You wouldn’t necessarily know it from reading my blog, but I’m a bit of an off again on again weaver (yes, on top of everything else. What can I say? It’s string!) I’ve long been a fan of the Canadian owned Leclerc looms, and have two already. My beloved Fanny (yes.. get the giggling out now, it’s fine.) who is a 45″ 4 shaft counter balance floor loom and little Dorothy who is a 24″ 4 shaft table loom.
Leclerc has been making looms since the early 1900s, and still does today. They are based out of Plessisville Quebec, and they are a common used loom in Ontario. They still make parts for their old looms, which is fantastic, and honestly, Camilla Valley Yarns out of Orangeville is absolutely a miracle of information about Leclerc history.
So when a friend posted a photo of a little table loom hanging out at the local thrift store, cold be damnned, I headed there at lunch hour. The photo looked like a Leclerc label, but only 2 shafts had me wondering. I didn’t know that they’d made a 2 shaft loom!
I arrived to find that Leclerc had made a 2 shaft loom and it was sitting right there waiting for me. I may have hugged it in the store, and tried not to growl at people looking at her before I could finish buying her. MINE!
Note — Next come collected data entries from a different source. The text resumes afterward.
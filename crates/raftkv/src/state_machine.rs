//! The replicated key-value state machine.
//!
//! [`KvStateMachine`] implements the three callbacks the consensus module
//! drives: `apply` for committed entries, `snapshot` for log compaction and
//! `restore` for installing a snapshot. The openraft storage glue in
//! [`crate::log_storage`] only translates between openraft types and these
//! calls.
//!
//! A payload that fails to decode, or a snapshot that fails to restore, puts
//! the machine in a terminal halted state. Every replica receives the same
//! committed bytes, so continuing past either failure would silently diverge
//! from the rest of the cluster.

use crate::command::{self, Command, CommandResponse, DecodeError, Operation};
use crate::snapshot::{self, RestoreError, Snapshot, SnapshotError};
use crate::store::StateStore;
use crate::type_config::{LogId, StoredMembership};
use parking_lot::Mutex;
use std::sync::OnceLock;
use thiserror::Error;

/// Whether this node can still serve traffic.
#[derive(Clone, Debug, PartialEq, Eq)]
pub enum Health {
    Serving,
    /// Terminal. An external supervisor must restart the node.
    Halted { reason: String },
}

impl Health {
    pub fn is_serving(&self) -> bool {
        matches!(self, Health::Serving)
    }
}

/// Conditions after which this node must stop applying entries.
#[derive(Debug, Error)]
pub enum FatalError {
    #[error("state machine is halted: {0}")]
    Halted(String),

    #[error("committed entry {log_id} could not be decoded: {source}")]
    Decode {
        log_id: LogId,
        #[source]
        source: DecodeError,
    },

    #[error(transparent)]
    Restore(#[from] RestoreError),
}

/// Log position and membership covered by the applied state.
#[derive(Clone, Debug, Default)]
pub struct AppliedState {
    pub last_applied_log: Option<LogId>,
    pub last_membership: StoredMembership,
}

/// A captured snapshot together with the log position it reflects.
#[derive(Debug)]
pub struct CapturedSnapshot {
    pub snapshot: Snapshot,
    pub applied: AppliedState,
}

/// Key-value state machine fed by the Raft log.
#[derive(Debug, Default)]
pub struct KvStateMachine {
    store: StateStore,
    /// Held while mutating `store` and while capturing it, so a captured
    /// map always matches its `last_applied_log`. Lock order: applied, then
    /// the store lock.
    applied: Mutex<AppliedState>,
    halted: OnceLock<String>,
}

impl KvStateMachine {
    pub fn new() -> Self {
        Self::default()
    }

    /// Local store, used for leader reads.
    pub fn store(&self) -> &StateStore {
        &self.store
    }

    pub fn health(&self) -> Health {
        match self.halted.get() {
            Some(reason) => Health::Halted {
                reason: reason.clone(),
            },
            None => Health::Serving,
        }
    }

    /// Enter the halted state. The first reason wins.
    pub fn halt(&self, reason: impl Into<String>) {
        let reason = reason.into();
        if self.halted.set(reason.clone()).is_ok() {
            tracing::error!(%reason, "state machine halted");
        }
    }

    fn ensure_serving(&self) -> Result<(), FatalError> {
        match self.halted.get() {
            Some(reason) => Err(FatalError::Halted(reason.clone())),
            None => Ok(()),
        }
    }

    pub fn applied_state(&self) -> AppliedState {
        self.applied.lock().clone()
    }

    /// Apply one committed command payload.
    pub fn apply(&self, log_id: LogId, payload: &[u8]) -> Result<CommandResponse, FatalError> {
        self.ensure_serving()?;

        let cmd = match command::decode(payload) {
            Ok(cmd) => cmd,
            Err(source) => {
                let err = FatalError::Decode { log_id, source };
                self.halt(err.to_string());
                return Err(err);
            }
        };

        let mut applied = self.applied.lock();
        let response = self.mutate(cmd);
        applied.last_applied_log = Some(log_id);

        tracing::debug!(%log_id, ?response, "applied command");
        Ok(response)
    }

    fn mutate(&self, cmd: Command) -> CommandResponse {
        match cmd.operation {
            Operation::Put => {
                let replaced = self.store.set(cmd.key, cmd.value).is_some();
                CommandResponse::Put { replaced }
            }
            Operation::Delete => {
                let existed = self.store.delete(&cmd.key).is_some();
                CommandResponse::Delete { existed }
            }
        }
    }

    /// Record an entry that carries no command.
    pub fn apply_blank(&self, log_id: LogId) -> Result<CommandResponse, FatalError> {
        self.ensure_serving()?;
        self.applied.lock().last_applied_log = Some(log_id);
        Ok(CommandResponse::Noop)
    }

    /// Record a committed membership change.
    pub fn apply_membership(
        &self,
        membership: StoredMembership,
    ) -> Result<CommandResponse, FatalError> {
        self.ensure_serving()?;
        let mut applied = self.applied.lock();
        applied.last_applied_log = *membership.log_id();
        applied.last_membership = membership;
        Ok(CommandResponse::Noop)
    }

    /// Capture the current state.
    pub fn snapshot(&self) -> Result<CapturedSnapshot, SnapshotError> {
        let applied = self.applied.lock();
        let snapshot = snapshot::capture(&self.store)?;
        Ok(CapturedSnapshot {
            snapshot,
            applied: applied.clone(),
        })
    }

    /// Replace the state with a snapshot.
    ///
    /// The consensus module never calls this concurrently with `apply`; the
    /// store lock still guards concurrent leader reads.
    pub fn restore(&self, bytes: &[u8], applied: AppliedState) -> Result<(), FatalError> {
        self.ensure_serving()?;

        let data = match snapshot::restore(bytes) {
            Ok(data) => data,
            Err(e) => {
                self.halt(e.to_string());
                return Err(e.into());
            }
        };

        let mut current = self.applied.lock();
        tracing::info!(
            keys = data.len(),
            last_applied = ?applied.last_applied_log,
            "restoring state machine from snapshot"
        );
        self.store.replace(data);
        *current = applied;
        Ok(())
    }
}
//! Core types and definitions for the SUBLIGHT flight model.
//!
//! This crate defines the vocabulary shared across all other crates:
//! configuration, components, control intent, relativistic kinematics
//! helpers, telemetry views, and constants. It has no dependency on any
//! runtime framework and no knowledge of who drives the tick loop.

pub mod commands;
pub mod components;
pub mod config;
pub mod constants;
pub mod control;
pub mod enums;
pub mod errors;
pub mod relativity;
pub mod state;
pub mod types;

#[cfg(test)]
mod tests;
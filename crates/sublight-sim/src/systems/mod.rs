//! Per-tick systems, run in a fixed order by the engine:
//! assist (mode arbitration + control law) → integrator → snapshot.

pub mod assist;
pub mod integrator;
pub mod snapshot;
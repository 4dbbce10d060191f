//! Simulation constants and tuning parameters.

/// Simulation tick rate (Hz).
pub const TICK_RATE: u32 = 60;

/// Seconds per tick at the default tick rate.
pub const DT: f64 = 1.0 / TICK_RATE as f64;

/// Default universe speed limit (m/s).
pub const DEFAULT_C_MPS: f64 = 10_000.0;

// --- Unit conversions ---

/// Kilonewtons to newtons.
pub const KN_TO_N: f64 = 1_000.0;

/// Kilonewton-meters to newton-meters.
pub const KNM_TO_NM: f64 = 1_000.0;

/// Standard gravity (m/s²), used for brake g-targets.
pub const STANDARD_GRAVITY: f64 = 9.80665;

// --- Relativistic rotation guard ---

/// Maximum allowed rim speed as a fraction of c. Rotation has no
/// momentum-based formulation in this model, so the angular velocity
/// magnitude is explicitly clamped to keep the rim sub-light.
pub const RIM_BETA_MAX: f64 = 0.999999;

// --- Braking ---

/// Speed below which the translational brake solve is skipped and the
/// ship counts as stopped (m/s).
pub const BRAKE_SPEED_EPSILON: f64 = 0.3;

/// Angular velocity below which the rotational brake solve is skipped
/// (rad/s).
pub const BRAKE_ROT_EPSILON: f64 = 0.02;

// --- Pilot assist ---

/// Manual input magnitude above which autopilot is cancelled.
pub const MANUAL_INPUT_EPSILON: f64 = 0.05;

/// Turn input magnitude above which the pilot counts as actively turning
/// (gates the anticipation lead and attenuates nose alignment).
pub const ACTIVE_TURN_THRESHOLD: f64 = 0.2;

/// Attenuation applied to the nose-alignment term while actively turning.
pub const ALIGN_TURNING_SCALE: f64 = 0.2;

/// v/c ratio above which the HUD "relativity active" flag is raised.
pub const RELATIVITY_HUD_THRESHOLD: f64 = 0.5;

// --- Autopilot idle perturbations ---

/// Seconds between autopilot perturbation re-rolls.
pub const AUTOPILOT_REROLL_SECS: f64 = 1.0;

/// Peak magnitude of the autopilot linear perturbation (command units).
pub const AUTOPILOT_LINEAR_JITTER: f64 = 0.3;

/// Peak magnitude of the autopilot torque perturbation (command units).
pub const AUTOPILOT_TORQUE_JITTER: f64 = 0.2;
A little bit of research later (Thank you Camilla Valley!) says that she’s the original version of the Nilec loom, produced between 1957 and 1966. Her 14″ weaving width and wooden shaft frames give her away as being the original. In 1966 the Nilec changed to be metal shaft frames and a 15″ weaving width and they were discontinued in 1984.
She’s in great shape overall, considering her age. Some bent heddles, and some light rust, but she’s fully functional. Two shaft is very limited, she was never intended to be a ‘does it all at home’ loom. Her ad copy states(taken from a 1962 catalog):
Leclerc catalog 1962
Learn to weave on a “NILEC” simply by following the instruction booklet supplied with each loom. In no time you will be weaving the finest fabrics of all kinds.
The “NILEC” can weave any fabric up to 14″ wide, in any technique possible on a two-harness loom. Your friends will be delighted with a gift you weave yourself so surprise them with a scarf, necktie, evening bag, towel or some novelty item on their next birthday.
The Nilec is especially made for you who wish a relaxing and pleaant, even profitable, hobby. It fits in well with any craft programme in schools, hospitals, summer camp, etc.
Your teen age girls will enjoy working on that loom and so will develop their artistic skills. Don’t forget it’s a wonderful hobby for everyone.
This little two-harness loom operates with a crank at the top, the harnesses sliding in grooves. It can be set up by the same method as used in the larger models and is therefore excellent for a beginning loom. It is equipped with 240 of the standard 9″ wire heddles and a standard 41/2″ 15 dent steel reed. More heddles may be added and reeds of all sizes are available. Additional equipment includes on draw-in hook, two flat shuttles and canvas aprons for the beams. The loom itself is solidly constructed for red birch with bass wood harnesses, cast iron wheels and steel dogs.
It was priced very competitively in 1962, coming in at a mere $22.50 (The 4 shaft Fanny floor loom that I have in that 1962 price list is $140.00 just for comparison). By the next price list that I have from 1983, the Nilec was up to $155.00 and the Fanny is up to $759.00. In 2023, a shiny new 45″ Fanny will run you $3823.00 (ouch, please check the used market first. Looms last forever and there’s often lots available used.) I can’t compare the 2023 price of a Nilec, they no longer make a 2 shaft loom, there’s nothing even comparable in 2023.
Two shaft is mostly limited to plain weave, and 14″ isn’t very wide, but I can confirm that she weaves up just fine. The shed isn’t big enough for a boat shuttle (there’s clearly a reason she shipped with a flat shuttle), but for the amount of cloth she can hold, a flat shuttle is just fine. I’m delighted to have added a third Leclerc loom to my collection!